Insmed is a biopharmaceutical company dedicated to improving the lives of patients battling serious lung diseases. We are focused on the development and commercialization of novel, targeted inhaled therapies for patients with high unmet needs battling orphan lung diseases. Insmed is a sustainable, patient-centered biopharmaceutical company at the intersection of Pulmonary, Orphan and Infectious Diseases.
Insmed understands that its most valuable resource is its employees. We place great value on the unique skills, talents and qualities that each of our employees brings to our company. We are building a world-class team with a focus on innovation, teamwork and the desire and ability to change the way our patients live.
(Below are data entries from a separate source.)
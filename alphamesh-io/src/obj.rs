//! Wavefront OBJ export
//!
//! Writes positions (`v`), texture coordinates (`vt`), optional vertex
//! normals (`vn`) and 1-based face records. Contour meshes treat clockwise
//! triangles as front-facing while OBJ expects counter-clockwise front faces,
//! so faces are written in reverse order unless the native clockwise winding
//! is requested.

use crate::error::{IoError, Result};
use alphamesh_core::ContourMesh;
use std::fs::File;
use std::io::{BufWriter, Write};
use std::path::Path;
use tracing::debug;

/// Options controlling OBJ output
#[derive(Debug, Clone, PartialEq)]
pub struct ObjWriteOptions {
    /// Emit `vn` records when the mesh carries per-vertex normals
    pub write_normals: bool,
    /// Emit `vt` records
    pub write_texcoords: bool,
    /// Comment written at the top of the file, one `#` line per text line
    pub comment: Option<String>,
    /// Keep the mesh's clockwise face order instead of writing counter-clockwise faces
    pub clockwise: bool,
}

impl Default for ObjWriteOptions {
    fn default() -> Self {
        Self {
            write_normals: true,
            write_texcoords: true,
            comment: None,
            clockwise: false,
        }
    }
}

impl ObjWriteOptions {
    pub fn new() -> Self {
        Self::default()
    }

    pub fn with_normals(mut self, write_normals: bool) -> Self {
        self.write_normals = write_normals;
        self
    }

    pub fn with_texcoords(mut self, write_texcoords: bool) -> Self {
        self.write_texcoords = write_texcoords;
        self
    }

    pub fn with_comment<S: Into<String>>(mut self, comment: S) -> Self {
        self.comment = Some(comment.into());
        self
    }

    pub fn with_clockwise(mut self, clockwise: bool) -> Self {
        self.clockwise = clockwise;
        self
    }
}

pub struct ObjWriter;

impl ObjWriter {
    /// Write `mesh` to `writer`
    pub fn write<W: Write>(mesh: &ContourMesh, writer: &mut W, options: &ObjWriteOptions) -> Result<()> {
        let normals = match &mesh.normals {
            Some(normals) if options.write_normals && normals.len() == mesh.vertex_count() => {
                Some(normals)
            }
            _ => None,
        };
        let texcoords = options.write_texcoords && mesh.uvs.len() == mesh.vertex_count();

        if let Some(comment) = &options.comment {
            for line in comment.lines() {
                writeln!(writer, "# {}", line)?;
            }
        }

        for v in &mesh.vertices {
            writeln!(writer, "v {} {} {}", v.x, v.y, v.z)?;
        }
        if texcoords {
            for [u, v] in &mesh.uvs {
                writeln!(writer, "vt {} {}", u, v)?;
            }
        }
        if let Some(normals) = normals {
            for n in normals {
                writeln!(writer, "vn {} {} {}", n.x, n.y, n.z)?;
            }
        }

        for &[a, b, c] in &mesh.faces {
            let corners = if options.clockwise { [a, b, c] } else { [a, c, b] };
            write!(writer, "f")?;
            for index in corners {
                let i = index + 1;
                match (texcoords, normals.is_some()) {
                    (true, true) => write!(writer, " {}/{}/{}", i, i, i)?,
                    (true, false) => write!(writer, " {}/{}", i, i)?,
                    (false, true) => write!(writer, " {}//{}", i, i)?,
                    (false, false) => write!(writer, " {}", i)?,
                }
            }
            writeln!(writer)?;
        }

        Ok(())
    }
}

/// Write `mesh` to an `.obj` file at `path`
pub fn write_obj_file<P: AsRef<Path>>(mesh: &ContourMesh, path: P, options: &ObjWriteOptions) -> Result<()> {
    let path = path.as_ref();
    let is_obj = path
        .extension()
        .and_then(|s| s.to_str())
        .map_or(false, |ext| ext.eq_ignore_ascii_case("obj"));
    if !is_obj {
        return Err(IoError::UnsupportedFormat(format!(
            "Unsupported mesh format: {:?}",
            path.extension()
        )));
    }

    let mut writer = BufWriter::new(File::create(path)?);
    ObjWriter::write(mesh, &mut writer, options)?;
    writer.flush()?;

    debug!(
        path = %path.display(),
        vertices = mesh.vertex_count(),
        faces = mesh.face_count(),
        "wrote OBJ mesh"
    );
    Ok(())
}

#[cfg(test)]
mod tests {
    use super::*;
    use alphamesh_core::{Point3f, Vector3f};
    use approx::assert_relative_eq;

    fn quad() -> ContourMesh {
        let mut mesh = ContourMesh::from_buffers(
            vec![
                Point3f::new(0.0, 0.0, 0.0),
                Point3f::new(0.5, 0.0, 0.0),
                Point3f::new(0.0, 0.5, 0.0),
                Point3f::new(0.5, 0.5, 0.0),
            ],
            vec![[0.0, 0.0], [0.5, 0.0], [0.0, 0.5], [0.5, 0.5]],
            vec![[0, 3, 1], [0, 2, 3]],
        );
        mesh.set_normals(vec![Vector3f::z(); 4]);
        mesh
    }

    fn render(mesh: &ContourMesh, options: &ObjWriteOptions) -> String {
        let mut out = Vec::new();
        ObjWriter::write(mesh, &mut out, options).unwrap();
        String::from_utf8(out).unwrap()
    }

    #[test]
    fn test_default_output() {
        let text = render(&quad(), &ObjWriteOptions::default());
        let lines: Vec<&str> = text.lines().collect();
        assert_eq!(lines.len(), 4 + 4 + 4 + 2);
        assert_eq!(lines[0], "v 0 0 0");
        assert_eq!(lines[3], "v 0.5 0.5 0");
        assert_eq!(lines[5], "vt 0.5 0");
        assert_eq!(lines[8], "vn 0 0 1");
        assert_eq!(lines[12], "f 1/1/1 2/2/2 4/4/4");
        assert_eq!(lines[13], "f 1/1/1 4/4/4 3/3/3");
    }

    #[test]
    fn test_positions_only() {
        let options = ObjWriteOptions::new().with_normals(false).with_texcoords(false);
        let text = render(&quad(), &options);
        assert!(!text.contains("vt "));
        assert!(!text.contains("vn "));
        assert!(text.contains("f 1 2 4\n"));
    }

    #[test]
    fn test_normals_without_texcoords() {
        let text = render(&quad(), &ObjWriteOptions::new().with_texcoords(false));
        assert!(text.contains("f 1//1 2//2 4//4\n"));
    }

    #[test]
    fn test_missing_normals_are_skipped() {
        let mut mesh = quad();
        mesh.normals = None;
        let text = render(&mesh, &ObjWriteOptions::default());
        assert!(!text.contains("vn "));
        assert!(text.contains("f 1/1 2/2 4/4\n"));
    }

    #[test]
    fn test_clockwise_keeps_mesh_order() {
        let text = render(&quad(), &ObjWriteOptions::new().with_clockwise(true));
        assert!(text.contains("f 1/1/1 4/4/4 2/2/2\n"));
        assert!(text.contains("f 1/1/1 3/3/3 4/4/4\n"));
    }

    #[test]
    fn test_comment_lines() {
        let options = ObjWriteOptions::new().with_comment("alphamesh\nlevel 2");
        let text = render(&quad(), &options);
        assert!(text.starts_with("# alphamesh\n# level 2\nv "));
    }

    #[test]
    fn test_empty_mesh_writes_nothing() {
        let text = render(&ContourMesh::new(), &ObjWriteOptions::default());
        assert!(text.is_empty());
    }

    #[test]
    fn test_rejects_other_extensions() {
        let err = write_obj_file(&quad(), "mesh.ply", &ObjWriteOptions::default()).unwrap_err();
        assert!(matches!(err, IoError::UnsupportedFormat(_)));
    }

    #[test]
    fn test_default_faces_agree_with_normals() {
        let mesh = quad();
        let text = render(&mesh, &ObjWriteOptions::default());
        for line in text.lines().filter(|l| l.starts_with("f ")) {
            let idx: Vec<usize> = line[2..]
                .split_whitespace()
                .map(|corner| corner.split('/').next().unwrap().parse::<usize>().unwrap() - 1)
                .collect();
            let (a, b, c) = (mesh.vertices[idx[0]], mesh.vertices[idx[1]], mesh.vertices[idx[2]]);
            // Counter-clockwise front faces: normal is (b - a) x (c - a)
            let normal = (b - a).cross(&(c - a)).normalize();
            assert_relative_eq!(normal, Vector3f::z());
        }
        assert!(text.contains("vn 0 0 1\n"));
    }
}
//! Encoded texture assets with scoped readable access
//!
//! A [`TextureAsset`] keeps the encoded bytes of an image and decodes them
//! only while it is marked readable. [`TextureAsset::readable`] hands out a
//! guard that makes the asset readable for the guard's lifetime and puts the
//! previous state back when the guard is dropped, whether generation returns
//! normally, fails with an error, or unwinds.

use crate::error::Result;
use crate::image_source::ImageAlpha;
use alphamesh_core::PixelSource;
use image::RgbaImage;
use std::path::Path;
use tracing::debug;

/// An image asset whose pixels are only available while readable
#[derive(Debug, Clone)]
pub struct TextureAsset {
    encoded: Vec<u8>,
    readable: bool,
    pixels: RgbaImage,
}

impl TextureAsset {
    /// Wrap encoded image bytes; the asset starts out not readable
    pub fn from_encoded(encoded: Vec<u8>) -> Self {
        Self {
            encoded,
            readable: false,
            pixels: RgbaImage::default(),
        }
    }

    /// Read the encoded bytes of the image at `path`
    pub fn open<P: AsRef<Path>>(path: P) -> Result<Self> {
        let encoded = std::fs::read(path.as_ref())?;
        debug!(path = %path.as_ref().display(), bytes = encoded.len(), "loaded texture asset");
        Ok(Self::from_encoded(encoded))
    }

    pub fn encoded(&self) -> &[u8] {
        &self.encoded
    }

    pub fn is_readable(&self) -> bool {
        self.readable
    }

    /// Whether decoded pixels are currently held in memory
    pub fn is_decoded(&self) -> bool {
        self.pixels.width() > 0 && self.pixels.height() > 0
    }

    /// Change the readable flag, decoding or releasing pixels as needed
    pub fn set_readable(&mut self, readable: bool) -> Result<()> {
        if readable && !self.readable {
            self.pixels = image::load_from_memory(&self.encoded)?.to_rgba8();
            debug!(
                width = self.pixels.width(),
                height = self.pixels.height(),
                "decoded texture"
            );
        } else if !readable {
            self.pixels = RgbaImage::default();
        }
        self.readable = readable;
        Ok(())
    }

    /// Make the asset readable until the returned guard is dropped
    pub fn readable(&mut self) -> Result<ReadableTexture<'_>> {
        let was_readable = self.readable;
        self.set_readable(true)?;
        Ok(ReadableTexture {
            asset: self,
            was_readable,
        })
    }
}

/// Readable access to a [`TextureAsset`]; restores the prior state on drop
#[derive(Debug)]
pub struct ReadableTexture<'a> {
    asset: &'a mut TextureAsset,
    was_readable: bool,
}

impl ReadableTexture<'_> {
    /// Decoded RGBA pixels
    pub fn image(&self) -> &RgbaImage {
        &self.asset.pixels
    }

    /// Alpha view of the decoded pixels
    pub fn alpha(&self, flip_y: bool) -> ImageAlpha<'_> {
        ImageAlpha::new(&self.asset.pixels).with_flip_y(flip_y)
    }
}

impl PixelSource for ReadableTexture<'_> {
    fn width(&self) -> u32 {
        self.asset.pixels.width()
    }

    fn height(&self) -> u32 {
        self.asset.pixels.height()
    }

    fn alpha_at(&self, x: u32, y: u32) -> f32 {
        self.asset.pixels.get_pixel(x, y)[3] as f32 / 255.0
    }
}

impl Drop for ReadableTexture<'_> {
    fn drop(&mut self) {
        if !self.was_readable {
            self.asset.readable = false;
            self.asset.pixels = RgbaImage::default();
            debug!("released texture pixels");
        }
    }
}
Insmed is a fast-paced, high-energy organization that seeks talented individuals who are leaders in their respective functional areas of expertise, who are creative problem solvers and who have the desire to make a difference.
This position will have responsibility for the quality assurance oversight of manufacturing operations at Insmed’s CMO including the review of batch records and product release, oversight of deviations and CAPAs, and ensuring good communication of issues, developments and plans at the CMO with Insmed Quality Assurance.Also, serve as a conduit from the global Quality Assurance organization back to CMO Quality Assurance.
• On-site responsibility for the QA oversight of manufacturing operations at Insmed’s CMO. This includes real-time oversight of CMOs execution of commercial batch manufacturing, including, but not limited to: technical review of quality documentation, Insmed’s release of production batches, and oversight/management of any process improvement related projects.
• Auditing of facilities.
• Bachelor’s degree (advanced degree is preferred) with a minimum of 7 years of experience in a Quality Assurance function with a good understanding pharmaceutical manufacturing processes (preferably of products marketed in the US, EU and Japan) required.
• Experience leading teams tasked with implementation of process improvements within a regulated environment.
• Experience with commercial CMO operations.
• Experience in the design and operation of pharmaceutical aseptic processing equipment.
• Working knowledge of quality systems, validation principles, engineering design, and statistical process control fundamentals.
• Strong interpersonal skills and the ability to work in a fast paced, multidisciplinary environment.
• Strong verbal and written communication skills are essential.
• Ability to work independently, remote from central leadership is required.
• High energy, innovative “can do” attitude is required.
• Lives in or willing to relocate to Toronto/Mississauga area.